El 28 de junio de 1914, en Sarajevo, Serbia, un nacionalista serbobosnio asesinó al archiduque de Austria-Hungría, Francisco Fernando, lo que hizo estallar la I Guerra Mundial. Mientras varios países se involucraban en el conflicto, el escritor Miguel de Unamuno, quien había sido rector de la Universidad de Salamanca, España, publicó su novela Niebla. El personaje central, Augusto Pérez, después de sufrir una desilusión amorosa, decidió suicidarse para terminar con su dolor, pero antes de hacerlo era preciso que se entrevistara con su autor, es decir, el mismo Unamuno.

Esta historia es un enfrentamiento entre la realidad y la ficción, la criatura y el creador, la verdad y la mentira. El narrador le dice a Pérez: “Los hombres no sucumbimos a las grandes penas ni a las grandes alegrías, y es porque esas penas y esas alegrías vienen embozadas en una inmensa niebla de pequeños incidentes. Y la vida es esto, la niebla. La vida es una nebulosa”.

Dígame usted si no tenía razón Unamuno. Antes del enfrentamiento con su creador, el protagonista, más que vivir se dejaba vivir. Al ponderar el valor de sus actos y decisiones, entra en la niebla.

La niebla dificulta la visión de un panorama. La niebla densa se llama bruma, y el significado de esta palabra se aplica a la incertidumbre humana, cuando nos encontramos perdidos en el camino y la visión de los ojos no es clara. Nos sentimos abrumados ante la complejidad de los problemas.

La bruma llega a ser tan densa que desdibuja los árboles, las figuras humanas y los edificios de una ciudad. He estado rodeada de bruma cuando hemos vivido junto al mar: en la bella costa de California y en Boston, puerto construido en el Atlántico norte.

La ciudad de Salamanca tiene inviernos fríos, y sus edificios de piedra se pierden en la niebla. Quizá bajo su influjo, don Miguel escribió en su novela: “La calle forma un tejido en que se entrecruzan miradas de deseo, de envidia, de desdén, de compasión, de amor, de odio, viejas palabras cuyo espíritu quedó cristalizado, pensamientos, anhelos, toda una tela misteriosa que envuelve las almas de los que pasan”.

En Francia, la bruma dio nombre al segundo mes del calendario republicano, llamado Brumario, que dura desde el 22 de octubre hasta el 20 de noviembre, y puede variar según el año. En el informe a la Convención Republicana se afirma que se eligió ese nombre por “las neblinas y las brumas bajas que son la trasudación de la naturaleza de octubre a noviembre”. El 18 de brumario del año VIII (9 de noviembre de 1799) Napoleón Bonaparte terminó con el Directorio y dio lugar al Consulado: ese golpe de estado concluye la Revolución Francesa.

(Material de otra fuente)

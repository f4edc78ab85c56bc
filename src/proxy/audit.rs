//! Per-execution audit log of attempted outbound requests.
//!
//! One [`AuditEntry`] is recorded for every request the proxy sees, in the
//! order requests were accepted (not the order responses arrived): a slot is
//! claimed at accept time and filled in when the outcome is known. Each
//! execution owns its own log, so entries from concurrent executions can
//! never interleave.

use std::collections::BTreeMap;
use std::sync::Mutex;

use serde::Serialize;

/// One attempted outbound request.
#[derive(Debug, Clone, Serialize)]
#[serde(rename_all = "camelCase")]
pub struct AuditEntry {
    /// ISO-8601 UTC timestamp of proxy arrival.
    pub timestamp: String,
    pub method: String,
    pub url: String,
    pub hostname: String,
    /// Request headers as seen by the proxy, with sensitive values redacted.
    pub request_headers: BTreeMap<String, String>,
    /// Final status code returned to the payload; absent on transport errors.
    #[serde(skip_serializing_if = "Option::is_none")]
    pub status_code: Option<u16>,
    #[serde(skip_serializing_if = "Option::is_none")]
    pub response_headers: Option<BTreeMap<String, String>>,
    pub blocked: bool,
    /// Human-readable reason, set iff blocked.
    #[serde(skip_serializing_if = "Option::is_none")]
    pub reason: Option<String>,
    #[serde(skip_serializing_if = "Option::is_none")]
    pub error: Option<String>,
}

impl AuditEntry {
    /// A pending entry recorded at request arrival.
    pub fn pending(
        method: impl Into<String>,
        url: impl Into<String>,
        hostname: impl Into<String>,
        request_headers: BTreeMap<String, String>,
    ) -> Self {
        Self {
            timestamp: chrono::Utc::now().to_rfc3339_opts(chrono::SecondsFormat::Millis, true),
            method: method.into(),
            url: url.into(),
            hostname: hostname.into(),
            request_headers,
            status_code: None,
            response_headers: None,
            blocked: false,
            reason: None,
            error: None,
        }
    }
}

/// Ordered audit log for one execution.
#[derive(Debug, Default)]
pub struct AuditLog {
    entries: Mutex<Vec<AuditEntry>>,
}

impl AuditLog {
    pub fn new() -> Self {
        Self::default()
    }

    /// Claim a slot for an accepted request; returns the slot index.
    pub fn begin(&self, entry: AuditEntry) -> usize {
        let mut entries = self.entries.lock().expect("audit log poisoned");
        entries.push(entry);
        entries.len() - 1
    }

    /// Fill in the outcome of a previously claimed slot.
    pub fn complete(&self, index: usize, fill: impl FnOnce(&mut AuditEntry)) {
        let mut entries = self.entries.lock().expect("audit log poisoned");
        if let Some(entry) = entries.get_mut(index) {
            fill(entry);
        }
    }

    /// Copy of the current log, in arrival order.
    pub fn snapshot(&self) -> Vec<AuditEntry> {
        self.entries.lock().expect("audit log poisoned").clone()
    }

    pub fn len(&self) -> usize {
        self.entries.lock().expect("audit log poisoned").len()
    }

    pub fn is_empty(&self) -> bool {
        self.len() == 0
    }
}

#[cfg(test)]
mod tests {
    use super::*;

    #[test]
    fn test_slots_preserve_arrival_order() {
        let log = AuditLog::new();

        let a = log.begin(AuditEntry::pending("GET", "http://a/", "a", BTreeMap::new()));
        let b = log.begin(AuditEntry::pending("GET", "http://b/", "b", BTreeMap::new()));

        // Complete out of order; arrival order must survive.
        log.complete(b, |e| e.status_code = Some(200));
        log.complete(a, |e| e.status_code = Some(502));

        let entries = log.snapshot();
        assert_eq!(entries.len(), 2);
        assert_eq!(entries[0].hostname, "a");
        assert_eq!(entries[0].status_code, Some(502));
        assert_eq!(entries[1].hostname, "b");
        assert_eq!(entries[1].status_code, Some(200));
    }

    #[test]
    fn test_blocked_entry_serialization() {
        let mut entry = AuditEntry::pending("GET", "https://x.test/", "x.test", BTreeMap::new());
        entry.blocked = true;
        entry.reason = Some("domain not allowed".to_string());
        entry.status_code = Some(403);

        let json = serde_json::to_value(&entry).unwrap();
        assert_eq!(json["blocked"], true);
        assert_eq!(json["reason"], "domain not allowed");
        assert_eq!(json["statusCode"], 403);
        assert_eq!(json["hostname"], "x.test");
        // Unset optional fields are omitted entirely.
        assert!(json.get("error").is_none());
        assert!(json.get("responseHeaders").is_none());
    }

    #[test]
    fn test_timestamp_is_rfc3339_utc() {
        let entry = AuditEntry::pending("GET", "http://a/", "a", BTreeMap::new());
        assert!(entry.timestamp.ends_with('Z'));
        assert!(chrono::DateTime::parse_from_rfc3339(&entry.timestamp).is_ok());
    }
}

De no ser por razones políticas, quizá los franceses seguirían llamando brumario a ese mes de árboles sin hojas, lluvias intermitentes que lavan las aceras, gente que corre bajo los paraguas y repertorios de melancolía en las salas de música.

Jorge Luis Borges, en su lento caminar por Buenos Aires, tenía su propia bruma instalada en la mirada. Poco a poco se quedó ciego, y en su cuento “El otro” declaró que perder la vista era “como un largo atardecer de verano”. Este poeta infinito escribió “La víspera”, cuyos versos dicen: “Millares de partículas de arena, / ríos que ignoran el reposo, nieve / más delicada que una sombra, leve / sombra de una hoja, la serena / margen del mar, la momentánea espuma, / los antiguos caminos del bisonte / y de la flecha fiel / un horizonte / y otro, los tabacales y la bruma, / la cumbre, los tranquilos minerales, / el Orinoco, el intrincado juego / que urden la tierra, el agua, el aire, el fuego, / las leguas de sumisos animales, / apartarán tu mano de la mía, / pero también la noche, el alba, el día”.

Concluyo esta columna húmeda con dos estrofas de Enrique González Martínez: “Cuando sepas hallar una sonrisa / en la gota sutil que se rezuma / de las porosas piedras, en la bruma, / en el sol, en el ave y en la brisa // Sacudirá tu amor el polvo infecto / que macula el blancor de la azucena, / bendecirás las márgenes de arena / y adorarás el vuelo del insecto; // y besarás el garfio del espino / y el sedeño ropaje de las dalias… y quitarás piadoso tus sandalias / por no herir a las piedras del camino”.